Can you tell me a little about having a landmark venue like De Effenaar, on your doorstep as a music fan?

Well, any musical venue is great, but Effenaar has treated Eindhoven to some incredible music over the last 40 years, so yeah, blessed. As I said, my formative years were in the nineties and I couldn’t imagine a better place for me and my friends than the Effenaar to have hung out. Nowadays, I think the relationship between young people and music venues has changed, but still it’s great for them to get on their bikes and get crazy in a cool venue. Eindhoven was made out of tiny villages before the big companies came, but I thing we can finally say that we’re living in a real city. And you know, every real city needs a real venue.

I understand you have developed a longstanding relationship with the venue, can you tell us about that?

I grew up in the Effenaar. From a really early age I attended concerts and dance parties there. I took my first drugs, saw my first life changing concerts and now I work there. And to top it off, my father was one of the people who started organizing stuff there in the 70’s, he used to sleep in the attic for years.

What has it meant for HDE and for Eindhoven, to have now hosted two groundbreaking Psych Labs? For me easily the best indoor gigs I have ever attended.
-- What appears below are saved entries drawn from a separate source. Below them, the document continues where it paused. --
//! Face analysis seam: detection plus encoding extraction.
//!
//! The recognition engine only sees [`FaceAnalyzer`]. The production
//! implementation is [`OnnxAnalyzer`] (SCRFD detector + ArcFace encoder).

use crate::detector::FaceDetector;
use crate::recognizer::FaceRecognizer;
use crate::types::{Encoding, FaceRegion};
use image::GrayImage;
use std::path::Path;
use thiserror::Error;

/// SCRFD detection model file name inside the model directory.
pub const SCRFD_MODEL_FILE: &str = "det_10g.onnx";
/// ArcFace recognition model file name inside the model directory.
pub const ARCFACE_MODEL_FILE: &str = "w600k_r50.onnx";

#[derive(Error, Debug)]
pub enum AnalyzerError {
    #[error("model file not found: {0}; download from insightface and place in the model directory")]
    ModelNotFound(String),
    #[error("inference failed: {0}")]
    InferenceFailed(String),
    #[error("face region is empty after clamping to the frame")]
    EmptyRegion,
    #[error("ort: {0}")]
    Ort(#[from] ort::Error),
}

/// Detects faces and extracts encodings from grayscale images.
///
/// Implementations are assumed deterministic for identical pixel input.
pub trait FaceAnalyzer: Send {
    /// Detect all faces in `image`, in detector output order.
    fn detect(&mut self, image: &GrayImage) -> Result<Vec<FaceRegion>, AnalyzerError>;

    /// Extract an encoding for one detected `region` of `image`.
    fn encode(&mut self, image: &GrayImage, region: &FaceRegion)
        -> Result<Encoding, AnalyzerError>;
}

/// ONNX Runtime analyzer: SCRFD for detection, ArcFace for encodings.
pub struct OnnxAnalyzer {
    detector: FaceDetector,
    recognizer: FaceRecognizer,
}

impl OnnxAnalyzer {
    /// Load both models from `model_dir`. Fails fast if either is missing.
    pub fn load(model_dir: &Path) -> Result<Self, AnalyzerError> {
        let detector = FaceDetector::load(&model_dir.join(SCRFD_MODEL_FILE))?;
        let recognizer = FaceRecognizer::load(&model_dir.join(ARCFACE_MODEL_FILE))?;
        Ok(Self {
            detector,
            recognizer,
        })
    }
}

impl FaceAnalyzer for OnnxAnalyzer {
    fn detect(&mut self, image: &GrayImage) -> Result<Vec<FaceRegion>, AnalyzerError> {
        self.detector.detect(image)
    }

    fn encode(
        &mut self,
        image: &GrayImage,
        region: &FaceRegion,
    ) -> Result<Encoding, AnalyzerError> {
        self.recognizer.extract(image, region)
    }
}
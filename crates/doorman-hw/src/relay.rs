//! Door lock relay: sysfs GPIO actuation and the timed unlock wrapper.
//!
//! The relay is Locked whenever no unlock hold is in progress. Every unlock
//! returns to Locked on all exit paths, including task cancellation during
//! the hold.

use std::path::{Path, PathBuf};
use std::sync::{Arc, Mutex, MutexGuard};
use std::time::Duration;
use thiserror::Error;

const SYSFS_GPIO_ROOT: &str = "/sys/class/gpio";

/// Polls for the exported pin directory (udev may lag behind the export write).
const EXPORT_POLL_ATTEMPTS: u32 = 20;
const EXPORT_POLL_INTERVAL: Duration = Duration::from_millis(50);

#[derive(Debug, Clone, Copy, PartialEq, Eq)]
pub enum RelayState {
    Locked,
    Unlocked,
}

#[derive(Debug, Error)]
pub enum ActuatorError {
    #[error("GPIO write to {path} failed: {source}")]
    Io {
        path: PathBuf,
        source: std::io::Error,
    },
    #[error("GPIO pin {0} did not appear after export")]
    ExportTimeout(u32),
}

#[derive(Debug, Error)]
pub enum RelayError {
    #[error("actuation failed: {0}")]
    Actuation(#[from] ActuatorError),
    #[error("relay has been shut down")]
    ShutDown,
}

/// Physical lock actuator.
pub trait Actuator: Send + Sync {
    /// Drive the lock open.
    fn engage(&self) -> Result<(), ActuatorError>;
    /// Drive the lock closed.
    fn release(&self) -> Result<(), ActuatorError>;
    /// Release hardware resources.
    fn shutdown(&self) -> Result<(), ActuatorError>;
}

/// Relay driven through the sysfs GPIO interface.
pub struct GpioActuator {
    root: PathBuf,
    pin: u32,
    active_low: bool,
}

impl GpioActuator {
    /// Export `pin` and configure it as an output already at the locked level.
    pub fn open(pin: u32, active_low: bool) -> Result<Self, ActuatorError> {
        Self::with_root(SYSFS_GPIO_ROOT, pin, active_low)
    }

    pub fn with_root(
        root: impl Into<PathBuf>,
        pin: u32,
        active_low: bool,
    ) -> Result<Self, ActuatorError> {
        let actuator = Self {
            root: root.into(),
            pin,
            active_low,
        };

        if !actuator.pin_dir().exists() {
            write_sysfs(&actuator.root.join("export"), &pin.to_string())?;
            actuator.wait_for_export()?;
        }

        // "high"/"low" sets direction and initial level in one write, so the
        // line never glitches to the unlocked level.
        let direction = if actuator.locked_level() == "1" { "high" } else { "low" };
        write_sysfs(&actuator.pin_dir().join("direction"), direction)?;

        tracing::info!(pin, active_low, "GPIO relay configured");
        Ok(actuator)
    }

    fn pin_dir(&self) -> PathBuf {
        self.root.join(format!("gpio{}", self.pin))
    }

    fn wait_for_export(&self) -> Result<(), ActuatorError> {
        for _ in 0..EXPORT_POLL_ATTEMPTS {
            if self.pin_dir().exists() {
                return Ok(());
            }
            std::thread::sleep(EXPORT_POLL_INTERVAL);
        }
        Err(ActuatorError::ExportTimeout(self.pin))
    }

    /// Active-low relays unlock on a low line.
    fn locked_level(&self) -> &'static str {
        if self.active_low { "1" } else { "0" }
    }

    fn unlocked_level(&self) -> &'static str {
        if self.active_low { "0" } else { "1" }
    }
}

impl Actuator for GpioActuator {
    fn engage(&self) -> Result<(), ActuatorError> {
        write_sysfs(&self.pin_dir().join("value"), self.unlocked_level())
    }

    fn release(&self) -> Result<(), ActuatorError> {
        write_sysfs(&self.pin_dir().join("value"), self.locked_level())
    }

    fn shutdown(&self) -> Result<(), ActuatorError> {
        if !self.pin_dir().exists() {
            return Ok(());
        }
        write_sysfs(&self.root.join("unexport"), &self.pin.to_string())
    }
}

fn write_sysfs(path: &Path, value: &str) -> Result<(), ActuatorError> {
    std::fs::write(path, value).map_err(|source| ActuatorError::Io {
        path: path.to_path_buf(),
        source,
    })
}

/// Line state plus the shutdown flag. Every actuator write happens while
/// this is locked, so cleanup can never interleave with an unlock.
struct Line {
    state: RelayState,
    closed: bool,
}

/// Timed unlock with guaranteed relock.
pub struct Relay {
    actuator: Arc<dyn Actuator>,
    line: Mutex<Line>,
    hold: tokio::sync::Mutex<()>,
}

impl Relay {
    /// Wrap `actuator`, driving it to Locked first.
    pub fn new(actuator: Arc<dyn Actuator>) -> Result<Self, RelayError> {
        actuator.release()?;
        Ok(Self {
            actuator,
            line: Mutex::new(Line {
                state: RelayState::Locked,
                closed: false,
            }),
            hold: tokio::sync::Mutex::new(()),
        })
    }

    pub fn state(&self) -> RelayState {
        self.line().state
    }

    /// Unlock for `hold`, then relock.
    ///
    /// Overlapping calls queue behind the one in progress. If the future is
    /// dropped during the hold the relay relocks on drop.
    pub async fn unlock(&self, hold: Duration) -> Result<(), RelayError> {
        let _serial = self.hold.lock().await;

        let guard = RelockGuard {
            relay: self,
            armed: true,
        };
        // On failure the guard relocks as it drops.
        self.engage()?;
        tracing::info!(hold_secs = hold.as_secs_f32(), "door unlocked");

        tokio::time::sleep(hold).await;

        guard.finish()?;
        tracing::info!("door locked");
        Ok(())
    }

    /// Force Locked and release hardware. Safe to call repeatedly.
    ///
    /// Blocks until any in-flight actuator write has finished.
    pub fn cleanup(&self) {
        let mut line = self.line();
        if line.closed {
            return;
        }
        line.closed = true;
        if let Err(e) = self.force_locked(&mut line) {
            tracing::error!(error = %e, "failed to lock relay during cleanup");
        }
        if let Err(e) = self.actuator.shutdown() {
            tracing::warn!(error = %e, "failed to release relay hardware");
        }
        tracing::info!("relay cleaned up");
    }

    fn engage(&self) -> Result<(), RelayError> {
        let mut line = self.line();
        if line.closed {
            return Err(RelayError::ShutDown);
        }
        self.actuator.engage()?;
        line.state = RelayState::Unlocked;
        Ok(())
    }

    /// Relock unless cleanup already locked and released the hardware.
    fn relock(&self) -> Result<(), ActuatorError> {
        let mut line = self.line();
        if line.closed {
            return Ok(());
        }
        self.force_locked(&mut line)
    }

    /// Report Locked even if the write failed; the caller logs the error.
    fn force_locked(&self, line: &mut Line) -> Result<(), ActuatorError> {
        let result = self.actuator.release();
        line.state = RelayState::Locked;
        result
    }

    fn line(&self) -> MutexGuard<'_, Line> {
        self.line.lock().unwrap_or_else(|e| e.into_inner())
    }
}

struct RelockGuard<'a> {
    relay: &'a Relay,
    armed: bool,
}

impl RelockGuard<'_> {
    fn finish(mut self) -> Result<(), ActuatorError> {
        self.armed = false;
        self.relay.relock()
    }
}

impl Drop for RelockGuard<'_> {
    fn drop(&mut self) {
        if self.armed {
            if let Err(e) = self.relay.relock() {
                tracing::error!(error = %e, "failed to relock after interrupted unlock");
            }
        }
    }
}
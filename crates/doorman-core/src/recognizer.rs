//! ArcFace face recognizer via ONNX Runtime.
//!
//! Crops the detected region, resizes it to the 112x112 model input and
//! extracts an L2-normalized 512-dimensional encoding (w600k_r50).

use crate::analyzer::AnalyzerError;
use crate::types::{Encoding, FaceRegion};
use image::imageops::{self, FilterType};
use image::GrayImage;
use ndarray::Array4;
use ort::session::Session;
use ort::value::TensorRef;
use std::path::Path;

const ARCFACE_INPUT_SIZE: u32 = 112;
const ARCFACE_MEAN: f32 = 127.5;
const ARCFACE_STD: f32 = 127.5;
const ARCFACE_EMBEDDING_DIM: usize = 512;

pub struct FaceRecognizer {
    session: Session,
}

impl FaceRecognizer {
    /// Load the ArcFace ONNX model from `model_path`.
    pub fn load(model_path: &Path) -> Result<Self, AnalyzerError> {
        if !model_path.exists() {
            return Err(AnalyzerError::ModelNotFound(model_path.display().to_string()));
        }

        let session = Session::builder()?
            .with_intra_threads(2)?
            .commit_from_file(model_path)?;

        tracing::info!(path = %model_path.display(), "loaded ArcFace model");
        Ok(Self { session })
    }

    /// Extract the encoding of `region` within `image`.
    pub fn extract(
        &mut self,
        image: &GrayImage,
        region: &FaceRegion,
    ) -> Result<Encoding, AnalyzerError> {
        let input = preprocess(image, region)?;

        let outputs = self
            .session
            .run(ort::inputs![TensorRef::from_array_view(input.view())?])?;
        let (_, raw) = outputs[0]
            .try_extract_tensor::<f32>()
            .map_err(|e| AnalyzerError::InferenceFailed(format!("embedding extraction: {e}")))?;

        if raw.len() != ARCFACE_EMBEDDING_DIM {
            return Err(AnalyzerError::InferenceFailed(format!(
                "expected {ARCFACE_EMBEDDING_DIM}-dim embedding, got {}",
                raw.len()
            )));
        }

        Ok(Encoding::new(l2_normalize(raw)))
    }
}

/// Crop `region`, resize to the model input and normalize into NCHW.
fn preprocess(image: &GrayImage, region: &FaceRegion) -> Result<Array4<f32>, AnalyzerError> {
    let (width, height) = image.dimensions();
    let region = region.clamp_to(width, height);
    if region.is_empty() {
        return Err(AnalyzerError::EmptyRegion);
    }

    let crop = imageops::crop_imm(image, region.left, region.top, region.width(), region.height())
        .to_image();
    let face = imageops::resize(&crop, ARCFACE_INPUT_SIZE, ARCFACE_INPUT_SIZE, FilterType::Triangle);

    let side = ARCFACE_INPUT_SIZE as usize;
    let mut tensor = Array4::<f32>::zeros((1, 3, side, side));
    for (x, y, pixel) in face.enumerate_pixels() {
        let value = (pixel[0] as f32 - ARCFACE_MEAN) / ARCFACE_STD;
        for c in 0..3 {
            tensor[[0, c, y as usize, x as usize]] = value;
        }
    }
    Ok(tensor)
}

fn l2_normalize(raw: &[f32]) -> Vec<f32> {
    let norm = raw.iter().map(|x| x * x).sum::<f32>().sqrt();
    if norm > 0.0 {
        raw.iter().map(|x| x / norm).collect()
    } else {
        raw.to_vec()
    }
}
Thanks! For HDE it meant a little bit of confused times as a matter of fact. I felt we needed to become a live band and play there. For various reasons, that hasn’t worked out, but I’m fine with that now. For me EPL means a lot. It’s like being part of something so cool, you can’t believe it sometimes. I remember checking out and salivating at the line up of one of the first Austin Psych Fests (Levitation), thinking – It would be amazing to have a festival like that in Eindhoven, but really do it in a way that suits our city. I guess we have arrived at that point, and I’m thankful for that, and the fact that I am organizing it with my colleagues is cool.

You recently released your latest album, ‘Soar’ – can you give some insight on the recording process?

Again, we worked really long on the songs, then we recorded them very quickly in my studio to 8 track cassette tape. We never expect to deliver super tight or very ”produced’ music, it’s about, the right feel. That may sound hippie, but that’s not really a problem for me. For SOAR, We bought some synths finally and I am very proud to have used them, in a way which I feel took us to another level. The combination of rock music and electronic music still has a very long lifespan I think. It’s such a cool thing to combine and experiment on. Like a sound lab really.

What is next for HDE?

Well, actually, that’s always the question for us too, untill we agree on rehearsing and recording again. That may never happen again. So, to get back to the question, I really don’t know.

When am I finally going to get to see you play live?!?

It all depends on what the answer is to the last question. Het Droste Effect can become a one man recording project by myself, or a live orchestra. Even both. But now, my focus lies on a Hermann Blaupunkt solo record and an analog techno project called S.T. Cordell, I’m doing with some friends. It’s really cool to be making music with friends. I recently added some of my field recordings to the new Radar Men From The Moon album, after a short run of gigs I played with them last year. I am blessed. Getting all hippie again, haha.

A big thank you to Hermann for his candour.

Hippie is a word I am extremely comfortable with – I believe the world will only begin to heal itself, when the majority openly embrace a holistic culture.

Thanks again to Hermann for everything, the music, the Psych Lab, the insight and the camaraderie!

This Interview will feature in the forthcoming edition of the Optical Sounds Fanzine.